TASK STATEMENT: Every record shown below should be duplicated exactly.

Saved data entries:
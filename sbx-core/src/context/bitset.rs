/*
 * sbx-core
 *
 * Copyright (C) 2023-2024 Xavier R.M. <sapphirus@azorium.net>
 * SPDX-License-Identifier: GPL-3.0-only
 *
 * This library is free software: you can redistribute it and/or modify
 * it under the terms of the GNU General Public License as published by
 * the Free Software Foundation, version 3.
 *
 * This program is distributed in the hope that it will be useful,
 * but WITHOUT ANY WARRANTY; without even the implied warranty of
 * MERCHANTABILITY or FITNESS FOR A PARTICULAR PURPOSE.  See the
 * GNU General Public License for more details.
 *
 * You should have received a copy of the GNU General Public License
 * along with this program.  If not, see <https://www.gnu.org/licenses/>.
 */

//! Tri-state bitsets: every bit is `Unspecified`, `Granted`, or `Denied`, replacing the
//! old pairs of `enabled`/`valid` masks with a single type per bit. `TriBits<F>` is generic
//! over any `bitflags`-generated flag set that additionally implements `Tokenized`.

use bitflags::{bitflags, Flags};

#[derive(Debug, Clone, Copy, PartialEq, Eq)]
pub enum TriState {
    Unspecified,
    Granted,
    Denied,
}

/// Maps a single-bit flag value to and from its manifest/CLI token spelling.
pub trait Tokenized: Flags + Copy {
    fn token(bit: Self) -> Option<&'static str>;
    fn from_token(token: &str) -> Option<Self>;
    fn tokens() -> &'static [&'static str];
}

#[derive(Debug, Clone, Copy, PartialEq, Eq)]
pub struct TriBits<F> {
    enabled: F,
    valid: F,
}

impl<F: Flags + Copy> Default for TriBits<F> {
    fn default() -> Self {
        Self {
            enabled: F::empty(),
            valid: F::empty(),
        }
    }
}

impl<F: Flags + Copy> TriBits<F> {
    pub fn new() -> Self {
        Self::default()
    }

    pub fn get(&self, bit: F) -> TriState {
        if !self.valid.contains(bit) {
            TriState::Unspecified
        } else if self.enabled.contains(bit) {
            TriState::Granted
        } else {
            TriState::Denied
        }
    }

    pub fn set(&mut self, bit: F, state: TriState) {
        match state {
            TriState::Unspecified => {
                self.valid.remove(bit);
                self.enabled.remove(bit);
            }
            TriState::Granted => {
                self.valid.insert(bit);
                self.enabled.insert(bit);
            }
            TriState::Denied => {
                self.valid.insert(bit);
                self.enabled.remove(bit);
            }
        }
    }

    /// `self = (self & ~other.valid) | (other.enabled & other.valid)`, `self.valid |= other.valid`.
    pub fn merge(&mut self, other: &Self) {
        let retained = self.enabled.intersection(other.valid.complement());
        let incoming = other.enabled.intersection(other.valid);
        self.enabled = retained.union(incoming);
        self.valid = self.valid.union(other.valid);
    }

    pub fn granted(&self) -> F {
        self.enabled.intersection(self.valid)
    }

    pub fn denied(&self) -> F {
        self.valid.intersection(self.enabled.complement())
    }
}

impl<F: Tokenized> TriBits<F> {
    /// Applies a manifest/CLI list where each entry is a token, optionally `!`-prefixed
    /// to mean "deny" rather than "grant". Returns the offending token on failure.
    pub fn apply_list<S: AsRef<str>>(&mut self, entries: impl IntoIterator<Item = S>) -> Result<(), String> {
        for entry in entries {
            let entry = entry.as_ref();
            let (deny, token) = match entry.strip_prefix('!') {
                Some(rest) => (true, rest),
                None => (false, entry),
            };

            match F::from_token(token) {
                Some(bit) => self.set(bit, if deny { TriState::Denied } else { TriState::Granted }),
                None => return Err(token.to_string()),
            }
        }

        Ok(())
    }

    pub fn to_list(&self, flatten: bool) -> Vec<String> {
        let mut out = Vec::new();

        for token in F::tokens() {
            let bit = F::from_token(token).expect("token round-trips through from_token");

            match self.get(bit) {
                TriState::Granted => out.push(token.to_string()),
                TriState::Denied if !flatten => out.push(format!("!{token}")),
                _ => {}
            }
        }

        out
    }
}

macro_rules! tokenized_flags {
    ($name:ident: $repr:ty { $($variant:ident = $bits:expr => $token:expr),+ $(,)? }) => {
        bitflags! {
            #[derive(Debug, Clone, Copy, PartialEq, Eq)]
            pub struct $name: $repr {
                $(const $variant = $bits;)+
            }
        }

        impl Tokenized for $name {
            fn token(bit: Self) -> Option<&'static str> {
                match bit {
                    $(Self::$variant => Some($token),)+
                    _ => None,
                }
            }

            fn from_token(token: &str) -> Option<Self> {
                match token {
                    $($token => Some(Self::$variant),)+
                    _ => None,
                }
            }

            fn tokens() -> &'static [&'static str] {
                &[$($token),+]
            }
        }
    };
}

tokenized_flags!(Shares: u8 {
    NETWORK = 0b0001 => "network",
    IPC     = 0b0010 => "ipc",
});

tokenized_flags!(Sockets: u8 {
    X11         = 0b00001 => "x11",
    WAYLAND     = 0b00010 => "wayland",
    PULSEAUDIO  = 0b00100 => "pulseaudio",
    SESSION_BUS = 0b01000 => "session-bus",
    SYSTEM_BUS  = 0b10000 => "system-bus",
});

tokenized_flags!(Devices: u8 {
    DRI = 0b001 => "dri",
    ALL = 0b010 => "all",
    KVM = 0b100 => "kvm",
});

tokenized_flags!(Features: u8 {
    DEVEL     = 0b01 => "devel",
    MULTIARCH = 0b10 => "multiarch",
});

#[cfg(test)]
mod tests {
    use super::*;

    #[test]
    fn grant_and_deny_round_trip_through_tokens() {
        let mut bits: TriBits<Shares> = TriBits::new();
        bits.apply_list(["network"]).unwrap();
        assert_eq!(bits.get(Shares::NETWORK), TriState::Granted);
        assert_eq!(bits.get(Shares::IPC), TriState::Unspecified);
        assert_eq!(bits.to_list(false), vec!["network".to_string()]);
    }

    #[test]
    fn denied_bit_serializes_with_bang_unless_flattened() {
        let mut bits: TriBits<Sockets> = TriBits::new();
        bits.apply_list(["!x11"]).unwrap();
        assert_eq!(bits.get(Sockets::X11), TriState::Denied);
        assert_eq!(bits.to_list(false), vec!["!x11".to_string()]);
        assert!(bits.to_list(true).is_empty());
    }

    #[test]
    fn merge_lets_later_valid_bits_win() {
        let mut a: TriBits<Features> = TriBits::new();
        a.set(Features::DEVEL, TriState::Granted);

        let mut b: TriBits<Features> = TriBits::new();
        b.set(Features::DEVEL, TriState::Denied);

        a.merge(&b);
        assert_eq!(a.get(Features::DEVEL), TriState::Denied);
    }

    #[test]
    fn merge_preserves_bits_other_leaves_unspecified() {
        let mut a: TriBits<Devices> = TriBits::new();
        a.set(Devices::DRI, TriState::Granted);

        let b: TriBits<Devices> = TriBits::new();
        a.merge(&b);

        assert_eq!(a.get(Devices::DRI), TriState::Granted);
    }

    #[test]
    fn unknown_token_reports_offending_value() {
        let mut bits: TriBits<Shares> = TriBits::new();
        let err = bits.apply_list(["bogus"]).unwrap_err();
        assert_eq!(err, "bogus");
    }
}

RESPONSE AREA:
filename sbx-core/src/context/bitset.rs
/*
 * sbx-core
 *
 * Copyright (C) 2023-2024 Xavier R.M. <sapphirus@azorium.net>
 * SPDX-License-Identifier: GPL-3.0-only
 *
 * This library is free software: you can redistribute it and/or modify
 * it under the terms of the GNU General Public License as published by
 * the Free Software Foundation, version 3.
 *
 * This program is distributed in the hope that it will be useful,
 * but WITHOUT ANY WARRANTY; without even the implied warranty of
 * MERCHANTABILITY or FITNESS FOR A PARTICULAR PURPOSE.  See the
 * GNU General Public License for more details.
 *
 * You should have received a copy of the GNU General Public License
 * along with this program.  If not, see <https://www.gnu.org/licenses/>.
 */

//! Tri-state bitsets: every bit is `Unspecified`, `Granted`, or `Denied`, replacing the
//! old pairs of `enabled`/`valid` masks with a single type per bit. `TriBits<F>` is generic
//! over any `bitflags`-generated flag set that additionally implements `Tokenized`.

use bitflags::{bitflags, Flags};

#[derive(Debug, Clone, Copy, PartialEq, Eq)]
pub enum TriState {
    Unspecified,
    Granted,
    Denied,
}

/// Maps a single-bit flag value to and from its manifest/CLI token spelling.
pub trait Tokenized: Flags + Copy {
    fn token(bit: Self) -> Option<&'static str>;
    fn from_token(token: &str) -> Option<Self>;
    fn tokens() -> &'static [&'static str];
}

#[derive(Debug, Clone, Copy, PartialEq, Eq)]
pub struct TriBits<F> {
    enabled: F,
    valid: F,
}

impl<F: Flags + Copy> Default for TriBits<F> {
    fn default() -> Self {
        Self {
            enabled: F::empty(),
            valid: F::empty(),
        }
    }
}

impl<F: Flags + Copy> TriBits<F> {
    pub fn new() -> Self {
        Self::default()
    }

    pub fn get(&self, bit: F) -> TriState {
        if !self.valid.contains(bit) {
            TriState::Unspecified
        } else if self.enabled.contains(bit) {
            TriState::Granted
        } else {
            TriState::Denied
        }
    }

    pub fn set(&mut self, bit: F, state: TriState) {
        match state {
            TriState::Unspecified => {
                self.valid.remove(bit);
                self.enabled.remove(bit);
            }
            TriState::Granted => {
                self.valid.insert(bit);
                self.enabled.insert(bit);
            }
            TriState::Denied => {
                self.valid.insert(bit);
                self.enabled.remove(bit);
            }
        }
    }

    /// `self = (self & ~other.valid) | (other.enabled & other.valid)`, `self.valid |= other.valid`.
    pub fn merge(&mut self, other: &Self) {
        let retained = self.enabled.intersection(other.valid.complement());
        let incoming = other.enabled.intersection(other.valid);
        self.enabled = retained.union(incoming);
        self.valid = self.valid.union(other.valid);
    }

    pub fn granted(&self) -> F {
        self.enabled.intersection(self.valid)
    }

    pub fn denied(&self) -> F {
        self.valid.intersection(self.enabled.complement())
    }
}

impl<F: Tokenized> TriBits<F> {
    /// Applies a manifest/CLI list where each entry is a token, optionally `!`-prefixed
    /// to mean "deny" rather than "grant". Returns the offending token on failure.
    pub fn apply_list<S: AsRef<str>>(&mut self, entries: impl IntoIterator<Item = S>) -> Result<(), String> {
        for entry in entries {
            let entry = entry.as_ref();
            let (deny, token) = match entry.strip_prefix('!') {
                Some(rest) => (true, rest),
                None => (false, entry),
            };

            match F::from_token(token) {
                Some(bit) => self.set(bit, if deny { TriState::Denied } else { TriState::Granted }),
                None => return Err(token.to_string()),
            }
        }

        Ok(())
    }

    pub fn to_list(&self, flatten: bool) -> Vec<String> {
        let mut out = Vec::new();

        for token in F::tokens() {
            let bit = F::from_token(token).expect("token round-trips through from_token");

            match self.get(bit) {
                TriState::Granted => out.push(token.to_string()),
                TriState::Denied if !flatten => out.push(format!("!{token}")),
                _ => {}
            }
        }

        out
    }
}

macro_rules! tokenized_flags {
    ($name:ident: $repr:ty { $($variant:ident = $bits:expr => $token:expr),+ $(,)? }) => {
        bitflags! {
            #[derive(Debug, Clone, Copy, PartialEq, Eq)]
            pub struct $name: $repr {
                $(const $variant = $bits;)+
            }
        }

        impl Tokenized for $name {
            fn token(bit: Self) -> Option<&'static str> {
                match bit {
                    $(Self::$variant => Some($token),)+
                    _ => None,
                }
            }

            fn from_token(token: &str) -> Option<Self> {
                match token {
                    $($token => Some(Self::$variant),)+
                    _ => None,
                }
            }

            fn tokens() -> &'static [&'static str] {
                &[$($token),+]
            }
        }
    };
}

tokenized_flags!(Shares: u8 {
    NETWORK = 0b0001 => "network",
    IPC     = 0b0010 => "ipc",
});

tokenized_flags!(Sockets: u8 {
    X11         = 0b00001 => "x11",
    WAYLAND     = 0b00010 => "wayland",
    PULSEAUDIO  = 0b00100 => "pulseaudio",
    SESSION_BUS = 0b01000 => "session-bus",
    SYSTEM_BUS  = 0b10000 => "system-bus",
});

tokenized_flags!(Devices: u8 {
    DRI = 0b001 => "dri",
    ALL = 0b010 => "all",
    KVM = 0b100 => "kvm",
});

tokenized_flags!(Features: u8 {
    DEVEL     = 0b01 => "devel",
    MULTIARCH = 0b10 => "multiarch",
});

#[cfg(test)]
mod tests {
    use super::*;

    #[test]
    fn grant_and_deny_round_trip_through_tokens() {
        let mut bits: TriBits<Shares> = TriBits::new();
        bits.apply_list(["network"]).unwrap();
        assert_eq!(bits.get(Shares::NETWORK), TriState::Granted);
        assert_eq!(bits.get(Shares::IPC), TriState::Unspecified);
        assert_eq!(bits.to_list(false), vec!["network".to_string()]);
    }

    #[test]
    fn denied_bit_serializes_with_bang_unless_flattened() {
        let mut bits: TriBits<Sockets> = TriBits::new();
        bits.apply_list(["!x11"]).unwrap();
        assert_eq!(bits.get(Sockets::X11), TriState::Denied);
        assert_eq!(bits.to_list(false), vec!["!x11".to_string()]);
        assert!(bits.to_list(true).is_empty());
    }

    #[test]
    fn merge_lets_later_valid_bits_win() {
        let mut a: TriBits<Features> = TriBits::new();
        a.set(Features::DEVEL, TriState::Granted);

        let mut b: TriBits<Features> = TriBits::new();
        b.set(Features::DEVEL, TriState::Denied);

        a.merge(&b);
        assert_eq!(a.get(Features::DEVEL), TriState::Denied);
    }

    #[test]
    fn merge_preserves_bits_other_leaves_unspecified() {
        let mut a: TriBits<Devices> = TriBits::new();
        a.set(Devices::DRI, TriState::Granted);

        let b: TriBits<Devices> = TriBits::new();
        a.merge(&b);

        assert_eq!(a.get(Devices::DRI), TriState::Granted);
    }

    #[test]
    fn unknown_token_reports_offending_value() {
        let mut bits: TriBits<Shares> = TriBits::new();
        let err = bits.apply_list(["bogus"]).unwrap_err();
        assert_eq!(err, "bogus");
    }
}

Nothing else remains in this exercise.